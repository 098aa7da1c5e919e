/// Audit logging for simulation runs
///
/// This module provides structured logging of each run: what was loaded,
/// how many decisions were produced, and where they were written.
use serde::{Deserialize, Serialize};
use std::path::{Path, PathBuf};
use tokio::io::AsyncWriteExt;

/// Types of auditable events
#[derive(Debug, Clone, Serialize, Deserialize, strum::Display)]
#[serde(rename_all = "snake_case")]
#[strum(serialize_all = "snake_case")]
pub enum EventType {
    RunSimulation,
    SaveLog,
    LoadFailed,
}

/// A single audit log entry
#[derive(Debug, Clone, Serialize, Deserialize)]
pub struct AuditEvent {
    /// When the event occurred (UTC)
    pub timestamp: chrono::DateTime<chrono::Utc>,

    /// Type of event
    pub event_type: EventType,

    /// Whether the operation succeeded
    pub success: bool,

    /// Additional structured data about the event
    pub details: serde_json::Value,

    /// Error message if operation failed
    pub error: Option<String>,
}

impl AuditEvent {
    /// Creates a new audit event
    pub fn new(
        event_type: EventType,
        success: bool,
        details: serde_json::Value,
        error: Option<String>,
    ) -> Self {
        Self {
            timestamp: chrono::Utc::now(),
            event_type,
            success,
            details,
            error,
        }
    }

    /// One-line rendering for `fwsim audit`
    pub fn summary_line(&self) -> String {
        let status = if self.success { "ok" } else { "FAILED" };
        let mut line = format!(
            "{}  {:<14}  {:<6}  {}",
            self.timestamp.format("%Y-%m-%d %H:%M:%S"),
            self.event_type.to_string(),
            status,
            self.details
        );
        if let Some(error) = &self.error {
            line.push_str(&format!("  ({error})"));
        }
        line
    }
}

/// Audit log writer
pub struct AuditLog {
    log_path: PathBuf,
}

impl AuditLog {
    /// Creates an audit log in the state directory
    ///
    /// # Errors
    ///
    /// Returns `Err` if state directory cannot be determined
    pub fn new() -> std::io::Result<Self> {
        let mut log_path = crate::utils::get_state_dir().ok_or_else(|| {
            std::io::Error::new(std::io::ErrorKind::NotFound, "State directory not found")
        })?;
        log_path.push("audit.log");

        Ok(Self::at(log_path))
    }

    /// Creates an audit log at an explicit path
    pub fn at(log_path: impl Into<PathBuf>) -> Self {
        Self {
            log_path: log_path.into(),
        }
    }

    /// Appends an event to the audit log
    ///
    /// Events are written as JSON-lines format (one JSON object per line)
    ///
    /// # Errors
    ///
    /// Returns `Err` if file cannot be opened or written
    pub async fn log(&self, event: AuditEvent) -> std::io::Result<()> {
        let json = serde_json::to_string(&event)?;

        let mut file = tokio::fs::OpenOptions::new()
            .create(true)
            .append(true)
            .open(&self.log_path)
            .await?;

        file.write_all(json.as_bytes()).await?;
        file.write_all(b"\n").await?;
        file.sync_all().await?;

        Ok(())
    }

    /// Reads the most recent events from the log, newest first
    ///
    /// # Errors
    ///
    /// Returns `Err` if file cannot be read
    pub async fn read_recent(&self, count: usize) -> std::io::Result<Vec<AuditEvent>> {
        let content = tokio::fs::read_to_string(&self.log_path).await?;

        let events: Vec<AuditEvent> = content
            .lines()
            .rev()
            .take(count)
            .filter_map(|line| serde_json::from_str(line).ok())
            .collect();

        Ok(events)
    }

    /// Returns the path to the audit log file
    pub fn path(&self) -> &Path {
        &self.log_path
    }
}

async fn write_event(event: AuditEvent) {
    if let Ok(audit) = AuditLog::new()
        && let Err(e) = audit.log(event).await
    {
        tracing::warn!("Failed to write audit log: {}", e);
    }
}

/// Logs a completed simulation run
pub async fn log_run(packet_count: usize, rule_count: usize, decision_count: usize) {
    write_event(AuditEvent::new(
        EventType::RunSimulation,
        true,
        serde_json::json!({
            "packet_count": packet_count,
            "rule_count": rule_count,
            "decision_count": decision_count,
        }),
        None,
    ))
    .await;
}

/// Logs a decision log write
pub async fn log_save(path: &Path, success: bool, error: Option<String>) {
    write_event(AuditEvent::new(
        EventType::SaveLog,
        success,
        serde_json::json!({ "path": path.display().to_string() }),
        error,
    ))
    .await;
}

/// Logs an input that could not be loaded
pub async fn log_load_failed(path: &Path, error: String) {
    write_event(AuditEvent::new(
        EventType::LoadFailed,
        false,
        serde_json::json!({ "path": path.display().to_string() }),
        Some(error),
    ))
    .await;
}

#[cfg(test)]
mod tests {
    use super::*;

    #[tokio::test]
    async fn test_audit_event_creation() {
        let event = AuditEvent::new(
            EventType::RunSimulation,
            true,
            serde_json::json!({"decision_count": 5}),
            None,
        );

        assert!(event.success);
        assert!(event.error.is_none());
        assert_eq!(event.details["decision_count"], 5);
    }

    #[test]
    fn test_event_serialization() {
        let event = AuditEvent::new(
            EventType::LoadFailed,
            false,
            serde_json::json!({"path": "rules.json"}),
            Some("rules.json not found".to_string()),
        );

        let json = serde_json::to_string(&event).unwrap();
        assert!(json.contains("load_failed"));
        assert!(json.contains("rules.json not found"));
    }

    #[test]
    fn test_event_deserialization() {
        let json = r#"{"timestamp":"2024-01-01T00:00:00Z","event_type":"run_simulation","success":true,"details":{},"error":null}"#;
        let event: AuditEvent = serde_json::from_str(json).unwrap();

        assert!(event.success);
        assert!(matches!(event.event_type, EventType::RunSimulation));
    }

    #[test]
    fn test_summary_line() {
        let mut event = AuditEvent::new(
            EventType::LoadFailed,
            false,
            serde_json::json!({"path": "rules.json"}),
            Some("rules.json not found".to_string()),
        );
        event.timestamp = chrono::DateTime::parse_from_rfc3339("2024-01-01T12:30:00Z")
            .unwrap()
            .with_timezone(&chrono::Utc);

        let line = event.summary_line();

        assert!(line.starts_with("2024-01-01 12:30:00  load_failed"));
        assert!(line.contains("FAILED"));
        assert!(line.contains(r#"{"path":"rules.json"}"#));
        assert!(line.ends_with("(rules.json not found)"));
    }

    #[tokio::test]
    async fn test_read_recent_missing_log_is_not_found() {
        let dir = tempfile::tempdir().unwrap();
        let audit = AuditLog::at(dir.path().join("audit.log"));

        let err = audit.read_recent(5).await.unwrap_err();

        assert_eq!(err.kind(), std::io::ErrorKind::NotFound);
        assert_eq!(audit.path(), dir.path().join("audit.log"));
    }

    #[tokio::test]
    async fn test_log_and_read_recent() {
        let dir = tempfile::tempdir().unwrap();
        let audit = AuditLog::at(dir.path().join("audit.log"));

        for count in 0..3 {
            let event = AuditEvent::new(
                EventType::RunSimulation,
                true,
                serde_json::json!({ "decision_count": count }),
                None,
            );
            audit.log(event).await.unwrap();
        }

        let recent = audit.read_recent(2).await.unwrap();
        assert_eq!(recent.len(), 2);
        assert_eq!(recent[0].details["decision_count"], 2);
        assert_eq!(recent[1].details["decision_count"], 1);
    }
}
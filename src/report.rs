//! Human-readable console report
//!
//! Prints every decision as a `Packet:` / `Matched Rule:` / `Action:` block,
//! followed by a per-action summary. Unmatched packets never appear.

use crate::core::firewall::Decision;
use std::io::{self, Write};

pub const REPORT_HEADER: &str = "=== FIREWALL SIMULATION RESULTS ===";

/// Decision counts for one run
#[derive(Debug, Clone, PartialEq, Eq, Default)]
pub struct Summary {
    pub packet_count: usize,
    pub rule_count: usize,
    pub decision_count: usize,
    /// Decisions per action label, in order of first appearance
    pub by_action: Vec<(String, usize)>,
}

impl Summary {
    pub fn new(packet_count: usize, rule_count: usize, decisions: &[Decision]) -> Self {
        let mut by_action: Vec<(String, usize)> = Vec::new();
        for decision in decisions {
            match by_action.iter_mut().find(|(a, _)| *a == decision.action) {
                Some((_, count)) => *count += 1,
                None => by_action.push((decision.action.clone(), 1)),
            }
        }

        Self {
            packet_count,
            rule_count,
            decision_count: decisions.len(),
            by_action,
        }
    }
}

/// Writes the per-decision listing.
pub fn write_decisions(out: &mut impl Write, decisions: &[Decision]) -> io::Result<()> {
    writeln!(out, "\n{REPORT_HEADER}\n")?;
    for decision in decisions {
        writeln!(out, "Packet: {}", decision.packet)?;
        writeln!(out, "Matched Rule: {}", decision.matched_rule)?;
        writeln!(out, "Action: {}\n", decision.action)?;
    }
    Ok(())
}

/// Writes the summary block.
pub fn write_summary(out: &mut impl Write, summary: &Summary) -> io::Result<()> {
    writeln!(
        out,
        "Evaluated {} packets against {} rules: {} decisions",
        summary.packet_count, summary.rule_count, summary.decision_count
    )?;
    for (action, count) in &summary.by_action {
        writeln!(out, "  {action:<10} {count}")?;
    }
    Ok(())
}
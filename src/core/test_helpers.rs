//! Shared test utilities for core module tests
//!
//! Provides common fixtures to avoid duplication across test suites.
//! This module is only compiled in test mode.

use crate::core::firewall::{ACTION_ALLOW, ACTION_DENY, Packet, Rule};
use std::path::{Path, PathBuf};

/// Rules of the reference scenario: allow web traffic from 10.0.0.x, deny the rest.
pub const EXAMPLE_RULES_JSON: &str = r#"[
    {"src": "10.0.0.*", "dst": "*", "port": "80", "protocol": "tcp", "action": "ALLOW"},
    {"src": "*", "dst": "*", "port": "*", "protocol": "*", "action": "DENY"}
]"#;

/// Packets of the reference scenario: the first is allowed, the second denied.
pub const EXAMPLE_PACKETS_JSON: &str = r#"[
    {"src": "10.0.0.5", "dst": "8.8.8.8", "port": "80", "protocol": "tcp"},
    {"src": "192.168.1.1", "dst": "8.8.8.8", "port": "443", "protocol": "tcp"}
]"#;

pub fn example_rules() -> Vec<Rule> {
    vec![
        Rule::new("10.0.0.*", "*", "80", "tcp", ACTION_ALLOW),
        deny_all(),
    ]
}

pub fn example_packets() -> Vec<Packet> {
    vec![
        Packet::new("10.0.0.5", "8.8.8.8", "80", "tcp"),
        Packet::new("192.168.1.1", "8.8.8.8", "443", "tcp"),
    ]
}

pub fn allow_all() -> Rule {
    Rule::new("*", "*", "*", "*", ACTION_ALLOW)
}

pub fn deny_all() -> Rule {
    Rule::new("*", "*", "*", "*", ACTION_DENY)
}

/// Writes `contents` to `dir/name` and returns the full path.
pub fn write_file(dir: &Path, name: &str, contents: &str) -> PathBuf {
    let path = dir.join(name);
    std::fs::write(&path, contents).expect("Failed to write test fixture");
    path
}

### What the task requires:
Using the listing above, copy exactly the line that contains "Prints every decision", the line that contains "pub const REPORT_HEADER: &str", and each line that falls between them.

### Solution to this task:
//! Prints every decision as a `Packet:` / `Matched Rule:` / `Action:` block,
//! followed by a per-action summary. Unmatched packets never appear.

use crate::core::firewall::Decision;
use std::io::{self, Write};

pub const REPORT_HEADER: &str = "=== FIREWALL SIMULATION RESULTS ===";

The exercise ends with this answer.